18/03/2003 08h34 – Atualizado em 18/03/2003 08h34
A decisão do presidente americano, George W. Bush, de abandonar o processo diplomático na ONU (Organização das Nações Unidas) para resolver a crise do Iraque e dar ultimato de 48 horas ao presidente iraquiano Saddam Hussein foi criticada por vários líderes políticos do mundo.
O governo do presidente francês, Jacques Chirac, classificou o ultimato de “decisão unilateral” e afimou que os Estados Unidos “optaram pela força sobre a lei”.

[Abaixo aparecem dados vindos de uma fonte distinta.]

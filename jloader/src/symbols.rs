//! Symbol extraction (§4.5): defined and referenced symbols pulled out of a
//! parsed class file, the model `jnm` lists and `jldd` resolves against a
//! classpath.

use crate::access_flags::is_private;
use crate::bytecode::{self, Operand};
use crate::class_file::ClassFile;
use crate::descriptors::{fqcn, size_field_descriptor};
use crate::errors::JvmError;

#[derive(Debug, Clone, Copy, PartialEq, Eq)]
pub enum Visibility {
    External,
    Private,
}

#[derive(Debug, Clone, Copy, PartialEq, Eq)]
pub enum SymbolKind {
    Class,
    StaticField,
    InstanceField,
    Method,
    RefClass,
    RefStaticField,
    RefInstanceField,
    RefMethod,
}

impl SymbolKind {
    /// The `nm`-style kind character (§6): uppercase when external, lowercase
    /// when private (§8 property 5). Reference kinds reuse their defined
    /// counterpart's letter.
    pub fn letter(&self, visibility: Visibility) -> char {
        let upper = match self {
            SymbolKind::Class | SymbolKind::RefClass => 'C',
            SymbolKind::StaticField | SymbolKind::RefStaticField => 'D',
            SymbolKind::InstanceField | SymbolKind::RefInstanceField => 'I',
            SymbolKind::Method | SymbolKind::RefMethod => 'T',
        };
        match visibility {
            Visibility::External => upper,
            Visibility::Private => upper.to_ascii_lowercase(),
        }
    }

    pub fn is_reference(&self) -> bool {
        matches!(
            self,
            SymbolKind::RefClass | SymbolKind::RefStaticField | SymbolKind::RefInstanceField | SymbolKind::RefMethod
        )
    }

    pub fn is_class(&self) -> bool {
        matches!(self, SymbolKind::Class | SymbolKind::RefClass)
    }
}

/// A defined or referenced entity (§3). Defined kinds carry `Some(value)`;
/// reference kinds always carry `None`.
#[derive(Debug, Clone)]
pub struct Symbol {
    pub value: Option<u64>,
    pub kind: SymbolKind,
    pub visibility: Visibility,
    pub name: String,
    pub expanded_name: Option<String>,
}

impl Symbol {
    /// Equality per §3: (value, kind ignoring upper/lowercase, name). Two
    /// symbols that differ only in declared visibility compare equal.
    pub fn matches(&self, other: &Symbol) -> bool {
        self.value == other.value && kind_class(self.kind) == kind_class(other.kind) && self.name == other.name
    }
}

/// Collapses a reference kind onto its defined counterpart for §3's
/// kind-ignoring-case equality (a `RefClass` and a `Class` with the same name
/// are "the same symbol" for filter purposes).
fn kind_class(kind: SymbolKind) -> &'static str {
    match kind {
        SymbolKind::Class | SymbolKind::RefClass => "class",
        SymbolKind::StaticField | SymbolKind::RefStaticField => "static_field",
        SymbolKind::InstanceField | SymbolKind::RefInstanceField => "instance_field",
        SymbolKind::Method | SymbolKind::RefMethod => "method",
    }
}

fn visibility_of(access_flags: u16) -> Visibility {
    if is_private(access_flags) {
        Visibility::Private
    } else {
        Visibility::External
    }
}

/// Extracts every symbol defined by or referenced from `class`: one `Class`
/// symbol, one field symbol per field, one method symbol per method, and one
/// reference symbol per qualifying bytecode operand, in declaration order
/// (§4.6 "determinism": fields then methods, bytecode order preserved within
/// a method).
pub fn extract(class: &ClassFile) -> Result<Vec<Symbol>, JvmError> {
    let mut symbols = Vec::new();
    let class_name = fqcn(class.this_class_name()?);

    symbols.push(Symbol {
        value: Some(class.size),
        kind: SymbolKind::Class,
        visibility: visibility_of(class.access_flags),
        name: class_name.clone(),
        expanded_name: None,
    });

    for field in &class.fields {
        let name = class.constant_pool.utf8(field.name_index)?;
        let descriptor = class.constant_pool.utf8(field.descriptor_index)?;
        let size = size_field_descriptor(descriptor)?;
        let kind = if crate::access_flags::is_static(field.access_flags) {
            SymbolKind::StaticField
        } else {
            SymbolKind::InstanceField
        };
        symbols.push(Symbol {
            value: Some(size as u64),
            kind,
            visibility: visibility_of(field.access_flags),
            name: format!("{class_name}.{name}"),
            expanded_name: None,
        });
    }

    for method in &class.methods {
        let name = class.constant_pool.utf8(method.name_index)?;
        let code = method.code();
        symbols.push(Symbol {
            value: code.map(|(bytes, ..)| bytes.len() as u64),
            kind: SymbolKind::Method,
            visibility: visibility_of(method.access_flags),
            name: format!("{class_name}.{name}"),
            expanded_name: None,
        });

        if let Some((bytes, ..)) = code {
            for instr in bytecode::walk(bytes)? {
                if let Some(symbol) = reference_symbol(class, &instr)? {
                    symbols.push(symbol);
                }
            }
        }
    }

    Ok(symbols)
}

fn reference_symbol(class: &ClassFile, instr: &bytecode::Instruction) -> Result<Option<Symbol>, JvmError> {
    let pool = &class.constant_pool;
    match instr.mnemonic {
        "new" | "anewarray" | "checkcast" | "instanceof" | "multianewarray" => {
            let Some(Operand::PoolIndex(index)) = instr.operands.first() else {
                return Ok(None);
            };
            let name = pool.class_name(*index)?;
            // Array type descriptors (`[...`) are not a class dependency.
            if name.starts_with('[') {
                return Ok(None);
            }
            Ok(Some(ref_class(fqcn(name))))
        }
        "ldc" | "ldc_w" => {
            let Some(Operand::PoolIndex(index)) = instr.operands.first() else {
                return Ok(None);
            };
            // Open Question (a): only a Class constant target emits a symbol;
            // string/numeric literals are not a class dependency.
            if !pool.is_class_constant(*index) {
                return Ok(None);
            }
            let name = pool.class_name(*index)?;
            Ok(Some(ref_class(fqcn(name))))
        }
        "getfield" | "putfield" => member_ref(pool, instr, SymbolKind::RefInstanceField),
        "getstatic" | "putstatic" => member_ref(pool, instr, SymbolKind::RefStaticField),
        "invokestatic" | "invokevirtual" | "invokespecial" | "invokeinterface" => {
            member_ref(pool, instr, SymbolKind::RefMethod)
        }
        _ => Ok(None),
    }
}

fn ref_class(name: String) -> Symbol {
    Symbol {
        value: None,
        kind: SymbolKind::RefClass,
        visibility: Visibility::External,
        name,
        expanded_name: None,
    }
}

fn member_ref(
    pool: &crate::constants::ConstantPool,
    instr: &bytecode::Instruction,
    kind: SymbolKind,
) -> Result<Option<Symbol>, JvmError> {
    let Some(Operand::PoolIndex(index)) = instr.operands.first() else {
        return Ok(None);
    };
    let (class_name, member_name, _descriptor) = pool.member_ref(*index)?;
    Ok(Some(Symbol {
        value: None,
        kind,
        visibility: Visibility::External,
        name: format!("{}.{}", fqcn(class_name), member_name),
        expanded_name: None,
    }))
}

#[cfg(test)]
mod tests {
    use super::*;

    /// §8 scenario S4: `public static int answer()` returning 42, code
    /// `10 2A AC` (bipush 42; ireturn), 3 bytes.
    #[test]
    fn class_with_one_static_method_emits_class_and_method_symbols() {
        // Pool: 1 Utf8 "p/Answer" 2 Class->1 3 Utf8 "answer" 4 Utf8 "()I"
        //       5 Utf8 "Code"
        let mut bytes = vec![0xCA, 0xFE, 0xBA, 0xBE, 0, 0, 0, 50];
        bytes.extend_from_slice(&6u16.to_be_bytes()); // constant_pool_count
        bytes.extend_from_slice(&[1, 0, 8]);
        bytes.extend_from_slice(b"p/Answer");
        bytes.extend_from_slice(&[7, 0, 1]); // Class -> #1
        bytes.extend_from_slice(&[1, 0, 6]);
        bytes.extend_from_slice(b"answer");
        bytes.extend_from_slice(&[1, 0, 3]);
        bytes.extend_from_slice(b"()I");
        bytes.extend_from_slice(&[1, 0, 4]);
        bytes.extend_from_slice(b"Code");
        bytes.extend_from_slice(&0x0001u16.to_be_bytes()); // access_flags (public)
        bytes.extend_from_slice(&2u16.to_be_bytes()); // this_class
        bytes.extend_from_slice(&0u16.to_be_bytes()); // super_class
        bytes.extend_from_slice(&0u16.to_be_bytes()); // interfaces_count
        bytes.extend_from_slice(&0u16.to_be_bytes()); // fields_count
        bytes.extend_from_slice(&1u16.to_be_bytes()); // methods_count
        bytes.extend_from_slice(&0x0009u16.to_be_bytes()); // public static
        bytes.extend_from_slice(&3u16.to_be_bytes()); // name_index -> "answer"
        bytes.extend_from_slice(&4u16.to_be_bytes()); // descriptor_index -> "()I"
        bytes.extend_from_slice(&1u16.to_be_bytes()); // attributes_count
        bytes.extend_from_slice(&5u16.to_be_bytes()); // name_index -> "Code"
        let mut code_attr = vec![];
        code_attr.extend_from_slice(&1u16.to_be_bytes()); // max_stack
        code_attr.extend_from_slice(&0u16.to_be_bytes()); // max_locals
        code_attr.extend_from_slice(&3u32.to_be_bytes()); // code_length
        code_attr.extend_from_slice(&[0x10, 0x2A, 0xAC]);
        code_attr.extend_from_slice(&0u16.to_be_bytes()); // exception_table_length
        code_attr.extend_from_slice(&0u16.to_be_bytes()); // attributes_count
        bytes.extend_from_slice(&(code_attr.len() as u32).to_be_bytes());
        bytes.extend_from_slice(&code_attr);
        bytes.extend_from_slice(&0u16.to_be_bytes()); // class attributes_count

        let class = ClassFile::parse(&bytes).unwrap();
        let symbols = extract(&class).unwrap();
        assert_eq!(symbols.len(), 2);
        assert_eq!(symbols[0].kind, SymbolKind::Class);
        assert_eq!(symbols[0].name, "p.Answer");
        assert_eq!(symbols[1].kind, SymbolKind::Method);
        assert_eq!(symbols[1].name, "p.Answer.answer");
        assert_eq!(symbols[1].value, Some(3));
        assert_eq!(symbols[1].visibility, Visibility::External);
    }

    #[test]
    fn abstract_method_has_no_code_and_null_value() {
        assert_eq!(SymbolKind::Method.letter(Visibility::External), 'T');
        assert_eq!(SymbolKind::Method.letter(Visibility::Private), 't');
    }
}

Bush foi igualmente criticado pelo presidente russo, Vladimir Putin, que disse que a guerra seria um “erro” e desestabilizaria a situação internacional.
Na Grã-Bretanha, o governo de Tony Blair, que apoia os americanos, sofreu mais uma baixa com a renúncia do subsecretário de Saúde Lord Hunt, em protesto contra uma possível guerra. Na segunda-feira, o líder do governo Trabalhista no país, o ex-ministro do Exterior britânico, Robin Cook, já havia se demitido por causa da postura do primeiro-ministro.
Divisão
Outra crítica foi feita pelo governo da Indonésia.

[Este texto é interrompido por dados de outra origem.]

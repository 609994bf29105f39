//! A bounded, position-tracked reader over an immutable byte slice.
//!
//! Every structural decoder in this crate (constant pool, class file header,
//! fields/methods, attributes, bytecode) reads through a `Reader` rather than
//! touching the slice directly, so that a short or overrunning read always
//! surfaces as [`JvmError::Truncated`] instead of a panic.

use byteorder::{ReadBytesExt, BE};
use std::io::Cursor;

use crate::errors::JvmError;

pub struct Reader<'a> {
    cursor: Cursor<&'a [u8]>,
    len: usize,
}

impl<'a> Reader<'a> {
    pub fn new(bytes: &'a [u8]) -> Reader<'a> {
        Reader {
            cursor: Cursor::new(bytes),
            len: bytes.len(),
        }
    }

    pub fn position(&self) -> usize {
        self.cursor.position() as usize
    }

    pub fn remaining(&self) -> usize {
        self.len.saturating_sub(self.position())
    }

    fn require(&self, needed: usize) -> Result<(), JvmError> {
        if self.remaining() < needed {
            Err(JvmError::Truncated {
                offset: self.position(),
                needed,
            })
        } else {
            Ok(())
        }
    }

    pub fn read_u8(&mut self) -> Result<u8, JvmError> {
        self.require(1)?;
        Ok(self.cursor.read_u8()?)
    }

    pub fn read_i8(&mut self) -> Result<i8, JvmError> {
        self.require(1)?;
        Ok(self.cursor.read_i8()?)
    }

    pub fn read_u16(&mut self) -> Result<u16, JvmError> {
        self.require(2)?;
        Ok(self.cursor.read_u16::<BE>()?)
    }

    pub fn read_i16(&mut self) -> Result<i16, JvmError> {
        self.require(2)?;
        Ok(self.cursor.read_i16::<BE>()?)
    }

    pub fn read_u32(&mut self) -> Result<u32, JvmError> {
        self.require(4)?;
        Ok(self.cursor.read_u32::<BE>()?)
    }

    pub fn read_i32(&mut self) -> Result<i32, JvmError> {
        self.require(4)?;
        Ok(self.cursor.read_i32::<BE>()?)
    }

    pub fn read_i64(&mut self) -> Result<i64, JvmError> {
        self.require(8)?;
        Ok(self.cursor.read_i64::<BE>()?)
    }

    pub fn read_f32(&mut self) -> Result<f32, JvmError> {
        self.require(4)?;
        Ok(self.cursor.read_f32::<BE>()?)
    }

    pub fn read_f64(&mut self) -> Result<f64, JvmError> {
        self.require(8)?;
        Ok(self.cursor.read_f64::<BE>()?)
    }

    pub fn read_bytes(&mut self, n: usize) -> Result<Vec<u8>, JvmError> {
        self.require(n)?;
        let mut buf = vec![0u8; n];
        std::io::Read::read_exact(&mut self.cursor, &mut buf)?;
        Ok(buf)
    }

    /// Fails with `ExtraData` unless every byte of the underlying slice has
    /// been consumed.
    pub fn expect_exhausted(&self) -> Result<(), JvmError> {
        if self.remaining() != 0 {
            Err(JvmError::ExtraData {
                remaining: self.remaining(),
            })
        } else {
            Ok(())
        }
    }
}

#[cfg(test)]
mod tests {
    use super::*;

    #[test]
    fn reads_big_endian_primitives() {
        let bytes = [0xCA, 0xFE, 0x00, 0x01, 0xFF, 0xFF, 0xFF, 0xFF];
        let mut r = Reader::new(&bytes);
        assert_eq!(r.read_u16().unwrap(), 0xCAFE);
        assert_eq!(r.read_u16().unwrap(), 0x0001);
        assert_eq!(r.read_i32().unwrap(), -1);
        assert!(r.expect_exhausted().is_ok());
    }

    #[test]
    fn truncated_read_is_an_error() {
        let bytes = [0x01];
        let mut r = Reader::new(&bytes);
        assert!(matches!(r.read_u16(), Err(JvmError::Truncated { .. })));
    }

    #[test]
    fn extra_data_is_an_error() {
        let bytes = [0x01, 0x02];
        let mut r = Reader::new(&bytes);
        r.read_u8().unwrap();
        assert!(matches!(
            r.expect_exhausted(),
            Err(JvmError::ExtraData { remaining: 1 })
        ));
    }
}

O país com a maior população muçulmana do mundo diz que a decisão foi “lamentável” por não permitir que a diplomacia seguisse seu curso.
O país teme que uma nova guerra no Golfo desperte solidariedade entre os islâmicos e provoque uma crise no país.
O novo governo da China evitou fazer comentários diretos sobre as declarações de Bush, mas o primeiro-ministro chinês, Wen Jabao, disse que, enquanto houver esperança, a China continuaria a se esforçar por uma saída pacífica para a crise.
Jiabao reiterou ainda a opinião do governo de que o Iraque deve acatar as resoluções da ONU e se desarmar completamente.
No campo contrário, o primeiro-ministro japonês, Junichiro Koizumi, manifestou o seu apoio ao presidente Bush, dizendo que a decisão americana foi muito difícil, mas tinha que ser tomada.
Outras nações já haviam expressado apoio à posição americana, como Espanha, Itália, Austrália e Polônia.